[Work instruction]:
In the entries below, find every line with "allow" and copy it.

(Source records)
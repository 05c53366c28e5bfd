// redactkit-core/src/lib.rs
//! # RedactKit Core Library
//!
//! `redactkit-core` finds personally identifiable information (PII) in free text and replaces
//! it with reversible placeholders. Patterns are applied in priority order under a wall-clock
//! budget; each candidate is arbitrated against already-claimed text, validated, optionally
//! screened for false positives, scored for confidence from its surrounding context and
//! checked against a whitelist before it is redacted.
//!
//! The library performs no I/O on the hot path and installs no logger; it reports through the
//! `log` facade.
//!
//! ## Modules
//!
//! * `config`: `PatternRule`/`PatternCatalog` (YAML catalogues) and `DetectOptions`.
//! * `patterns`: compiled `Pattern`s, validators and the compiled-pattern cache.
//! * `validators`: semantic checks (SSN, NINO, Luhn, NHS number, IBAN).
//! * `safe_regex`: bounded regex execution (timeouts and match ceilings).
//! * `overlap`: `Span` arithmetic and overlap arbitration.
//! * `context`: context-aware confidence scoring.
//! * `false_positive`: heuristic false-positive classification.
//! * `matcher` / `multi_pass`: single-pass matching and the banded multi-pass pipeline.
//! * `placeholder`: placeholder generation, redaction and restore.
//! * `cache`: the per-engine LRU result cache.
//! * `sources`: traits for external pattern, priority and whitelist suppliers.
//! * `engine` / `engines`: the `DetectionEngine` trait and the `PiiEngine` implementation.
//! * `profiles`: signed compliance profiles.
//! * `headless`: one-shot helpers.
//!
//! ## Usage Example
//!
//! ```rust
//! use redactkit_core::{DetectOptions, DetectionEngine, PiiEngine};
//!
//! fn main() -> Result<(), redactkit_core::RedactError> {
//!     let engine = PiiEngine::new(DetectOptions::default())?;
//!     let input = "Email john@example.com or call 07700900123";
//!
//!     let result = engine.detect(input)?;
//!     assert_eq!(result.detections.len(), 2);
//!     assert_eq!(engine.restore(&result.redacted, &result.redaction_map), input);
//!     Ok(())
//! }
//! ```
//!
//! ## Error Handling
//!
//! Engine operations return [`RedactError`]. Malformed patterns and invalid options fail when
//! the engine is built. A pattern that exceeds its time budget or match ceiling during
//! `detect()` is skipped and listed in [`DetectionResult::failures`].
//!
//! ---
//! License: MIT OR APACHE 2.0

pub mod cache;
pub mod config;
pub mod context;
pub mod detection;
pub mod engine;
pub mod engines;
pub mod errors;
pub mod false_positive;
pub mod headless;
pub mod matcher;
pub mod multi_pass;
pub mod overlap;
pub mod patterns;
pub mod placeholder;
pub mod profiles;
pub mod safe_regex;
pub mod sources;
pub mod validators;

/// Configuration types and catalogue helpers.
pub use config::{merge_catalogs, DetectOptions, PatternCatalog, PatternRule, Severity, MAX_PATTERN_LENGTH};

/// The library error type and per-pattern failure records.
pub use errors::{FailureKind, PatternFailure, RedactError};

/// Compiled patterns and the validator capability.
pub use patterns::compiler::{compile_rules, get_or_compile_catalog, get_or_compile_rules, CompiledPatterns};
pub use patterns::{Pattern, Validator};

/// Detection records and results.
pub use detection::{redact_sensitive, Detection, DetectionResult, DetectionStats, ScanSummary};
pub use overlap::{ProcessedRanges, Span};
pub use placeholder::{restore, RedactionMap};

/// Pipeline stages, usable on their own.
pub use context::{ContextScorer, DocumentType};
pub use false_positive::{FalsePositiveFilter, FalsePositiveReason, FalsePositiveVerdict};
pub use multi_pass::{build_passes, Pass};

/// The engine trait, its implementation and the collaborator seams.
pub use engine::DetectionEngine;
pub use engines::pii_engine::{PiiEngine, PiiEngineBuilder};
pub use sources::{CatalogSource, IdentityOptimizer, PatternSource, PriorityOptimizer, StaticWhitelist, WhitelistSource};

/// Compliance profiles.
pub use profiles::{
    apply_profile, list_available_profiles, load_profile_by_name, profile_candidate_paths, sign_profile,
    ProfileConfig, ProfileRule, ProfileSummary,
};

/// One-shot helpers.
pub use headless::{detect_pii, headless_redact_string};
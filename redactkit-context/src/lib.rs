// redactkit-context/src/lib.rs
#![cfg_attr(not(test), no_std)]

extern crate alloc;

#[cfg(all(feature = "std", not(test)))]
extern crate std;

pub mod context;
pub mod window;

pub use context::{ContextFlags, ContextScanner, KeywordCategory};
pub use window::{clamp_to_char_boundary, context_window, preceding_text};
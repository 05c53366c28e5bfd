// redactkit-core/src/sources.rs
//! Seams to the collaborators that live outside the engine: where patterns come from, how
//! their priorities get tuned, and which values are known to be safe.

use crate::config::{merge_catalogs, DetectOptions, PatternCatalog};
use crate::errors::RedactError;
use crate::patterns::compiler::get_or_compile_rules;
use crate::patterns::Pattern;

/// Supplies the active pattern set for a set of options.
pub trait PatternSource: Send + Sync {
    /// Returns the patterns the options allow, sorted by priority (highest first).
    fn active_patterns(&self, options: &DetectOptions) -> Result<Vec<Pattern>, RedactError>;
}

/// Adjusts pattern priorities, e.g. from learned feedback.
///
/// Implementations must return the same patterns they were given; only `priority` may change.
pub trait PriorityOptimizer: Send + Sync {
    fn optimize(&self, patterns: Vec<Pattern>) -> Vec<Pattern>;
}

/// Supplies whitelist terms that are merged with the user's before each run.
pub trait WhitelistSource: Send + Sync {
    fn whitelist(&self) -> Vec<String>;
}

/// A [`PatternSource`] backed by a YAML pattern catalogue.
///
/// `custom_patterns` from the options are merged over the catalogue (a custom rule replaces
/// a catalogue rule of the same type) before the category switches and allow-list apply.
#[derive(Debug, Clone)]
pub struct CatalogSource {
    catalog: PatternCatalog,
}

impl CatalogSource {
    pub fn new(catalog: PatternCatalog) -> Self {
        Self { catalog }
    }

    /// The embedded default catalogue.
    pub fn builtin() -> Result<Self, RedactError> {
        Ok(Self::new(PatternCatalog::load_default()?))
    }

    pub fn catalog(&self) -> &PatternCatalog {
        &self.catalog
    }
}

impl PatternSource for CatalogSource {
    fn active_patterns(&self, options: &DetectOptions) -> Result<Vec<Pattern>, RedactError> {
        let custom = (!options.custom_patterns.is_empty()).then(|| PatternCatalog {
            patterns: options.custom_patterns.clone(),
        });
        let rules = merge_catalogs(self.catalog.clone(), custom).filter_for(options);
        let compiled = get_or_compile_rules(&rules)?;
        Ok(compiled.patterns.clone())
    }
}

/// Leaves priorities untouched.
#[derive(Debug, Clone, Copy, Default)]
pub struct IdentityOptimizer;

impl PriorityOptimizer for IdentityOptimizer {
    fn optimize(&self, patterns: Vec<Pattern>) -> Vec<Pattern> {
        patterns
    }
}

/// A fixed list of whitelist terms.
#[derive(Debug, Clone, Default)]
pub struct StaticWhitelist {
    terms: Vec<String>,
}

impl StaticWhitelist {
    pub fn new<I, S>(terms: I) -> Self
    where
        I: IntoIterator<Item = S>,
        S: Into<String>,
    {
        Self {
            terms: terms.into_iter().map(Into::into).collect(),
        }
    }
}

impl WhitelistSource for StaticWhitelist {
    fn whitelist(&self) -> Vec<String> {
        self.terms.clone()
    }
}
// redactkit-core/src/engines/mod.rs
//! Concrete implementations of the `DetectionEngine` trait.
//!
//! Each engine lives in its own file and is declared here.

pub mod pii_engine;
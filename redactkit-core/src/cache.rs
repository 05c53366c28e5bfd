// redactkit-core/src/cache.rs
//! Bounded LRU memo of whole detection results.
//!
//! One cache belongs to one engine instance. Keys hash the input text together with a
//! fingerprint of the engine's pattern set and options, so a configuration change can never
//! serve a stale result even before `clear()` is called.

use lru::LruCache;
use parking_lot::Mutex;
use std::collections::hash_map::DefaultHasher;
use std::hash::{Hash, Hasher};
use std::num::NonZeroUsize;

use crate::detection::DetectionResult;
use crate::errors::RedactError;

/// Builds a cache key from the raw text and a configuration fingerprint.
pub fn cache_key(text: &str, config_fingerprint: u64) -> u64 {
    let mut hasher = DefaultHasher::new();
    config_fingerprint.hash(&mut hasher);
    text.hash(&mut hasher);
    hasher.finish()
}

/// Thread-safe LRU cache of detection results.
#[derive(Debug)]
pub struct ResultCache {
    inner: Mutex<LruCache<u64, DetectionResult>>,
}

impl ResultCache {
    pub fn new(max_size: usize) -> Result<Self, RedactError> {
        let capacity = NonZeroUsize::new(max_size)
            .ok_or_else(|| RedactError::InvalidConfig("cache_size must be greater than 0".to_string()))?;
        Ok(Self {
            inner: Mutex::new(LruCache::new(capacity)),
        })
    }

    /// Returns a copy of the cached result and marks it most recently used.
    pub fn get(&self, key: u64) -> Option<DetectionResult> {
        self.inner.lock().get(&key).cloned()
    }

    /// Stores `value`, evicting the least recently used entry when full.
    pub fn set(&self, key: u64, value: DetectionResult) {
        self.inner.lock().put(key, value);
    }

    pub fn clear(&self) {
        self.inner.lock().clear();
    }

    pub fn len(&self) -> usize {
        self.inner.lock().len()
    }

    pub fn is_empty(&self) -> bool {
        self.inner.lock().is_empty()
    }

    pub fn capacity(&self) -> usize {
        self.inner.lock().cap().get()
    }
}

[Response to this task]:
    /// Returns the patterns the options allow, sorted by priority (highest first).
/// a catalogue rule of the same type) before the category switches and allow-list apply.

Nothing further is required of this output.